En application des dispositions de l’article 49 du code de procédure civile, toute juridiction saisie d’une demande de sa compétence connaît, même s’ils exigent l’interprétation d’un contrat, de tous les moyens de défense à l’exception de ceux qui soulèvent une question relevant de la compétence exclusive d’une autre juridiction. Lorsque la solution d’un litige dépend d’une question soulevant une difficulté sérieuse et relevant de la compétence de la juridiction administrative, la juridiction judiciaire initialement saisie la transmet à la juridiction administrative compétente en application du titre I du livre III du code de justice administrative. Elle sursoit à statuer jusqu’à la décision sur la question préjudicielle.
Il s’évince de ce qui précède que l’examen de la question préjudicielle par la juridiction saisie suppose que cette dernière soit compétente pour connaître du litige.
L’exception d’incompétence de la juridiction judiciaire opposée par la société doit donc être examinée en premier lieu.
En vertu du principe de séparation des pouvoirs, de la loi des 16-24 août 1790 et du décret du 16 fructidor an III, le juge judiciaire ne peut, sans violer le principe de séparation des pouvoirs, en l’état d’une autorisation administrative de licenciement devenue définitive, apprécier le caractère réel et sérieux du motif de licenciement au regard de la cause économique ou du respect par l’employeur de son obligation de reclassement.

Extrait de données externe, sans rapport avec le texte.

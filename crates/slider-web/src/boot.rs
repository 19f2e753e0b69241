//! Page-level discovery: initial scan, rescans on DOM insertion, registry

use std::cell::{Cell, RefCell};
use std::rc::Rc;

use js_sys::Array;
use wasm_bindgen::prelude::*;
use wasm_bindgen::JsCast;
use web_sys::{Element, HtmlElement, MutationObserver, MutationObserverInit, MutationRecord};

use crate::constants::{CONTAINER_CLASS, CONTAINER_SELECTOR, INITIALIZED_ATTR, RESCAN_DELAY_MS};
use crate::instance::SliderInstance;

type ObserverCallback = Closure<dyn FnMut(Array, MutationObserver)>;

thread_local! {
    static SLIDERS: RefCell<Vec<Rc<SliderInstance>>> = const { RefCell::new(Vec::new()) };
    static RESCAN_PENDING: Cell<bool> = const { Cell::new(false) };
    static OBSERVER: RefCell<Option<(MutationObserver, ObserverCallback)>> =
        const { RefCell::new(None) };
}

/// Run `f` over every mounted slider
pub(crate) fn with_sliders<R>(f: impl FnOnce(&[Rc<SliderInstance>]) -> R) -> R {
    SLIDERS.with(|s| f(&s.borrow()))
}

/// Mount every container on the page that is not yet initialized.
///
/// A container is marked initialized even when mounting fails, so a broken
/// container is reported once and never retried. Returns the number mounted.
pub fn initialize_sliders() -> u32 {
    let Some(document) = web_sys::window().and_then(|w| w.document()) else {
        return 0;
    };
    let Ok(nodes) = document.query_selector_all(CONTAINER_SELECTOR) else {
        return 0;
    };
    log::debug!("found {} slider containers", nodes.length());

    let mut mounted = 0;
    for i in 0..nodes.length() {
        let Some(container) = nodes
            .get(i)
            .and_then(|n| n.dyn_into::<HtmlElement>().ok())
        else {
            continue;
        };
        if container.has_attribute(INITIALIZED_ATTR) {
            continue;
        }

        match SliderInstance::mount(&container) {
            Ok(instance) => {
                SLIDERS.with(|s| s.borrow_mut().push(instance));
                mounted += 1;
            }
            Err(e) => log::warn!("slider not initialized: {e}"),
        }
        let _ = container.set_attribute(INITIALIZED_ATTR, "true");
    }

    if mounted > 0 {
        log::info!("{mounted} slider(s) initialized");
    }
    mounted
}

/// Run `f` once the document has been parsed
pub(crate) fn when_ready(f: impl FnOnce() + 'static) {
    let Some(document) = web_sys::window().and_then(|w| w.document()) else {
        return;
    };
    if document.ready_state() != "loading" {
        f();
        return;
    }
    let callback = Closure::once_into_js(f);
    if let Err(e) =
        document.add_event_listener_with_callback("DOMContentLoaded", callback.unchecked_ref())
    {
        log::error!("DOMContentLoaded listener failed: {e:?}");
    }
}

fn contains_slider(element: &Element) -> bool {
    element.class_list().contains(CONTAINER_CLASS)
        || matches!(element.query_selector(CONTAINER_SELECTOR), Ok(Some(_)))
}

fn records_add_slider(records: &Array) -> bool {
    records.iter().any(|record| {
        let Ok(record) = record.dyn_into::<MutationRecord>() else {
            return false;
        };
        let added = record.added_nodes();
        (0..added.length())
            .filter_map(|i| added.get(i))
            .filter_map(|node| node.dyn_into::<Element>().ok())
            .any(|el| contains_slider(&el))
    })
}

/// Coalesce rescans requested within the delay window into one
fn schedule_rescan() {
    if RESCAN_PENDING.with(|p| p.replace(true)) {
        return;
    }
    let Some(window) = web_sys::window() else {
        RESCAN_PENDING.with(|p| p.set(false));
        return;
    };
    let callback = Closure::once_into_js(|| {
        RESCAN_PENDING.with(|p| p.set(false));
        initialize_sliders();
    });
    if let Err(e) = window.set_timeout_with_callback_and_timeout_and_arguments_0(
        callback.unchecked_ref(),
        RESCAN_DELAY_MS,
    ) {
        RESCAN_PENDING.with(|p| p.set(false));
        log::error!("rescan timeout failed: {e:?}");
    }
}

/// Rescan whenever a slider container is inserted under `<body>`
pub(crate) fn observe_insertions() {
    if OBSERVER.with(|o| o.borrow().is_some()) {
        return;
    }
    let Some(body) = web_sys::window()
        .and_then(|w| w.document())
        .and_then(|d| d.body())
    else {
        return;
    };

    let callback: ObserverCallback = Closure::wrap(Box::new(|records: Array, _: MutationObserver| {
        if records_add_slider(&records) {
            schedule_rescan();
        }
    }) as Box<dyn FnMut(Array, MutationObserver)>);

    let observer = match MutationObserver::new(callback.as_ref().unchecked_ref()) {
        Ok(observer) => observer,
        Err(e) => {
            log::error!("MutationObserver unavailable: {e:?}");
            return;
        }
    };

    let init = MutationObserverInit::new();
    init.set_child_list(true);
    init.set_subtree(true);
    if let Err(e) = observer.observe_with_options(&body, &init) {
        log::error!("observe(body) failed: {e:?}");
        return;
    }

    OBSERVER.with(|o| *o.borrow_mut() = Some((observer, callback)));
}
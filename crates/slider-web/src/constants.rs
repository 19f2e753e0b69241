//! DOM contract of the theme markup

/// Class of every slider container
pub const CONTAINER_CLASS: &str = "mixed-layout-slider";

/// Selector of every slider container
pub const CONTAINER_SELECTOR: &str = ".mixed-layout-slider";

/// Slide list inside a container; its children are the slides
pub const LIST_SELECTOR: &str = ".product__media-list";

/// Dot indicators, in slide order
pub const DOT_SELECTOR: &str = ".mixed-layout-slider-dot";

/// Optional previous button
pub const PREV_SELECTOR: &str = ".slider-button--prev";

/// Optional next button
pub const NEXT_SELECTOR: &str = ".slider-button--next";

/// Optional 1-based counter
pub const COUNTER_SELECTOR: &str = ".slider-counter--current";

/// Primary content element of a slide, measured for the shared height
pub const MEDIA_SELECTOR: &str = ".product-media-container";

/// Class toggled on the dot of the current slide
pub const ACTIVE_CLASS: &str = "active";

/// Marker attribute guarding against double initialization
pub const INITIALIZED_ATTR: &str = "data-slider-initialized";

/// Optional JSON config override on a container
pub const CONFIG_ATTR: &str = "data-slider-config";

/// Attribute on `<html>` that turns on debug logging
pub const DEBUG_ATTR: &str = "data-slider-debug";

/// Custom property carrying the shared height
pub const HEIGHT_PROPERTY: &str = "--slides-max-height";

/// Class added to the container once a shared height is applied
pub const HEIGHT_CLASS: &str = "equal-height-initialized";

/// Delay between a matching DOM insertion and the rescan
pub const RESCAN_DELAY_MS: i32 = 100;
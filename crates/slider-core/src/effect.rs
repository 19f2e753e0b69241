//! DOM mutations requested by the carousel

use serde::Serialize;

use crate::input::Cursor;
use crate::nav::Motion;
use crate::sync::IndicatorState;

/// A DOM change the host must apply, in order
#[derive(Clone, Debug, PartialEq, Serialize)]
#[serde(tag = "type", rename_all = "camelCase")]
pub enum Effect {
    /// Translate the track.
    ///
    /// For [`Motion::Immediate`] the host disables the transition, sets the
    /// transform, forces a reflow and restores the transition.
    MoveTrack {
        offset_percent: f64,
        motion: Motion,
    },
    /// Update dots and counter
    SyncIndicators(IndicatorState),
    /// Set the cursor on the slide list
    SetCursor { cursor: Cursor },
    /// Reset every slide's height to `auto` before a measurement run
    ResetSlideHeights,
    /// Count the images in the track and report readiness for this run
    AwaitImages { generation: u64 },
    /// Measure each slide's content height and report it for this run
    MeasureHeights { generation: u64 },
    /// Apply the shared height to the container and the track
    ApplyHeight { px: f64 },
}
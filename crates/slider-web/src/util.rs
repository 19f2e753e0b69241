//! Console bindings, the `log` sink that writes to them, and the page clock

use log::{Level, LevelFilter, Metadata, Record};
use wasm_bindgen::prelude::*;

#[wasm_bindgen]
extern "C" {
    /// Console.log binding for WASM
    #[wasm_bindgen(js_namespace = console, js_name = log)]
    pub fn console_log(s: &str);

    #[wasm_bindgen(js_namespace = console, js_name = warn)]
    pub fn console_warn(s: &str);

    #[wasm_bindgen(js_namespace = console, js_name = error)]
    pub fn console_error(s: &str);
}

/// Milliseconds on the page's monotonic clock (`performance.now()`)
pub fn now_ms() -> f64 {
    web_sys::window()
        .and_then(|w| w.performance())
        .map(|p| p.now())
        .unwrap_or(0.0)
}

/// Routes `log` records to the browser console
struct ConsoleLogger;

static LOGGER: ConsoleLogger = ConsoleLogger;

impl log::Log for ConsoleLogger {
    fn enabled(&self, metadata: &Metadata) -> bool {
        metadata.level() <= log::max_level()
    }

    fn log(&self, record: &Record) {
        if !self.enabled(record.metadata()) {
            return;
        }
        let line = format!("[{}] {}", tag(record.target()), record.args());
        match record.level() {
            Level::Error => console_error(&line),
            Level::Warn => console_warn(&line),
            _ => console_log(&line),
        }
    }

    fn flush(&self) {}
}

/// `slider_core::carousel::navigation` -> `slider-core`
fn tag(target: &str) -> String {
    target.split("::").next().unwrap_or(target).replace('_', "-")
}

/// Install the console logger. Later calls are ignored.
pub fn init_logger(level: LevelFilter) {
    if log::set_logger(&LOGGER).is_ok() {
        log::set_max_level(level);
    }
}

#[cfg(test)]
mod tests {
    use super::*;

    #[test]
    fn test_tag() {
        assert_eq!(tag("slider_core::carousel::navigation"), "slider-core");
        assert_eq!(tag("slider_web"), "slider-web");
    }
}
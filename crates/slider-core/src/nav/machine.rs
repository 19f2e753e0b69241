//! Navigator: index + in-transit guard

use crate::config::SliderConfig;
use crate::error::NavError;
use crate::layout::TrackLayout;
use crate::timer::{Task, Timer, Timers};
use super::{Motion, NavOutcome, Phase};

/// Navigation state for one carousel
#[derive(Clone, Debug)]
pub struct Navigator {
    layout: TrackLayout,
    current: usize,
    phase: Phase,
}

impl Navigator {
    /// Create a navigator resting on slide 0
    pub fn new(layout: TrackLayout) -> Self {
        Self {
            layout,
            current: 0,
            phase: Phase::Idle,
        }
    }

    /// Current slide index
    #[inline]
    pub fn current(&self) -> usize {
        self.current
    }

    /// Number of slides
    #[inline]
    pub fn slide_count(&self) -> usize {
        self.layout.slide_count()
    }

    /// Track geometry
    #[inline]
    pub fn layout(&self) -> &TrackLayout {
        &self.layout
    }

    /// Current in-transit state
    #[inline]
    pub fn phase(&self) -> Phase {
        self.phase
    }

    /// Check if a move is in flight
    #[inline]
    pub fn is_transitioning(&self) -> bool {
        self.phase.is_transitioning()
    }

    /// Offset of the current slide
    #[inline]
    pub fn offset_percent(&self) -> f64 {
        self.layout.offset_percent(self.current)
    }

    /// Index after the current one, wrapping to 0
    #[inline]
    pub fn next_index(&self) -> usize {
        (self.current + 1) % self.slide_count()
    }

    /// Index before the current one, wrapping to the last slide
    #[inline]
    pub fn previous_index(&self) -> usize {
        let n = self.slide_count();
        (self.current + n - 1) % n
    }

    /// Verify the track still holds exactly the slides it was built with
    pub fn check_structure(&self, track_children: usize) -> Result<(), NavError> {
        if track_children != self.slide_count() {
            return Err(NavError::StructureMismatch {
                expected: self.slide_count(),
                found: track_children,
            });
        }
        Ok(())
    }

    /// Move to `target`.
    ///
    /// Animated requests made while a move is in flight are dropped. An
    /// accepted request replaces any pending settle/backstop pair with its own.
    pub fn go_to(
        &mut self,
        target: usize,
        motion: Motion,
        now_ms: f64,
        config: &SliderConfig,
        timers: &mut Timers,
    ) -> Result<NavOutcome, NavError> {
        if self.is_transitioning() && !motion.is_immediate() {
            return Ok(NavOutcome::Dropped);
        }
        if target >= self.slide_count() {
            return Err(NavError::InvalidIndex {
                index: target,
                count: self.slide_count(),
            });
        }

        self.clear_pending(timers);

        let settle_ms = match motion {
            Motion::Animated => config.animated_settle_ms(),
            Motion::Immediate => config.immediate_settle_ms,
        };
        let settle = timers.schedule(now_ms, settle_ms, Task::SettleTransit);
        let backstop = timers.schedule(now_ms, config.backstop_ms, Task::TransitBackstop);
        self.phase = Phase::Transitioning { settle, backstop };

        let from = self.current;
        self.current = target;
        Ok(NavOutcome::Moved {
            from,
            to: target,
            motion,
        })
    }

    /// Handle a fired settle or backstop task.
    ///
    /// Returns true if the navigator went back to idle. Tasks that do not
    /// belong to the move in flight are ignored.
    pub fn complete(&mut self, timer: &Timer, timers: &mut Timers) -> bool {
        let Phase::Transitioning { settle, backstop } = self.phase else {
            return false;
        };
        match timer.task {
            Task::SettleTransit if timer.id == settle => {
                timers.cancel(backstop);
            }
            Task::TransitBackstop if timer.id == backstop => {
                log::warn!("backstop fired, forcing carousel back to idle");
                timers.cancel(settle);
            }
            _ => return false,
        }
        self.phase = Phase::Idle;
        true
    }

    /// Return to idle now, cancelling pending tasks
    pub fn force_idle(&mut self, timers: &mut Timers) -> bool {
        let was_transitioning = self.is_transitioning();
        self.clear_pending(timers);
        self.phase = Phase::Idle;
        was_transitioning
    }

    fn clear_pending(&mut self, timers: &mut Timers) {
        if let Phase::Transitioning { settle, backstop } = self.phase {
            timers.cancel(settle);
            timers.cancel(backstop);
        }
    }
}
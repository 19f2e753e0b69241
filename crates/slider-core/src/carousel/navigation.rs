//! Navigation entry points

use crate::effect::Effect;
use crate::error::NavError;
use crate::input::Direction;
use crate::nav::{Motion, NavOutcome};
use crate::sync::IndicatorState;
use super::Carousel;

impl Carousel {
    /// Move to slide `index`.
    ///
    /// Animated requests are dropped while a move is in flight; out-of-range
    /// indices are rejected. Either way nothing changes.
    pub fn go_to(
        &mut self,
        index: usize,
        motion: Motion,
        now_ms: f64,
    ) -> Result<NavOutcome, NavError> {
        let outcome = self
            .nav
            .go_to(index, motion, now_ms, &self.config, &mut self.timers)
            .inspect_err(|e| log::error!("{e}"))?;

        if let NavOutcome::Moved { from, to, motion } = outcome {
            log::debug!("moving {from} -> {to} ({motion:?})");
            self.effects.push(Effect::MoveTrack {
                offset_percent: self.nav.layout().offset_percent(to),
                motion,
            });
            self.effects
                .push(Effect::SyncIndicators(IndicatorState::project(to, self.dot_count)));
        }
        Ok(outcome)
    }

    /// Go to the next slide, wrapping to the first.
    ///
    /// `track_children` is the number of children the track holds right now.
    pub fn next(&mut self, now_ms: f64, track_children: usize) -> Result<NavOutcome, NavError> {
        self.step(Direction::Next, now_ms, track_children)
    }

    /// Go to the previous slide, wrapping to the last.
    pub fn previous(
        &mut self,
        now_ms: f64,
        track_children: usize,
    ) -> Result<NavOutcome, NavError> {
        self.step(Direction::Previous, now_ms, track_children)
    }

    /// Step one slide in `direction`
    pub fn step(
        &mut self,
        direction: Direction,
        now_ms: f64,
        track_children: usize,
    ) -> Result<NavOutcome, NavError> {
        if self.is_transitioning() {
            log::debug!("{direction:?} blocked, transition in flight");
            return Ok(NavOutcome::Dropped);
        }
        self.nav
            .check_structure(track_children)
            .inspect_err(|e| log::error!("slides missing from track: {e}"))?;

        let target = match direction {
            Direction::Next => self.nav.next_index(),
            Direction::Previous => self.nav.previous_index(),
        };
        self.go_to(target, Motion::Animated, now_ms)
    }

    /// Force the carousel back to idle, cancelling pending settle tasks
    pub fn reset_transition(&mut self) -> bool {
        let reset = self.nav.force_idle(&mut self.timers);
        if reset {
            log::info!("transition flag reset manually");
        }
        reset
    }

    /// Viewport resized: re-apply the current offset and re-measure height.
    ///
    /// The resync is immediate so it is never dropped by a move in flight.
    pub fn on_resize(&mut self, now_ms: f64) {
        self.move_to(self.current_index(), Motion::Immediate, now_ms);
        self.begin_height_measure();
    }

    /// `go_to` for indices known to be valid
    pub(crate) fn move_to(&mut self, index: usize, motion: Motion, now_ms: f64) {
        let _ = self.go_to(index, motion, now_ms);
    }
}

Ainsi que le fait valoir justement la société [7], la juridiction de l’ordre judiciaire est incompétente au regard des principes ci-dessus énoncés pour statuer sur la demande portant sur le caractère réel et sérieux du motif de licenciement au regard du respect par l’employeur de son obligation individuelle de reclassement formée par Mme [N], salariée protégée dont le licenciement a été autorisé par une décision définitive de l’inspection du travail.
Il convient dès lors, par infirmation, de déclarer la conseil de prud’hommes incompétent pour connaître du présent litige et de renvoyer Mme [N] à mieux se pourvoir.
L’incompétence de la juridiction judiciaire rend sans objet la demande de question préjudicielle.
Sur les autres demandes :
Mme [N] , qui succombe, supportera les dépens d’appel et sera condamné à payer à la société la somme de 500 euros sur le fondement de l’article 700 du code de procédure civile pour ses frais exposés en cause d’appel.
PAR CES MOTIFS :
La cour, statuant sur renvoi de cassation et dans les limites de celle-ci ;
Rejette l’incident de procédure formé par la société [4] ;
Infirme le jugement entrepris en ce qu’il a déclaré le conseil des prud’hommes de [Localité 6] compétent pour connaître du litige ;
Statuant à nouveau ;
Dit le conseil de prud’hommes de Grasse incompétent pour connaître du litige ;
Renvoie Mme [N] à mieux se pourvoir ;
Dit sans objet la demande de question préjudicielle ;
Condamne Mme [N] aux dépens d’appel et à payer à la société la somme de 500 euros en vertu de l’article 700 du code de procédure civile au titre des frais irrépétibles exposés en cause d’appel.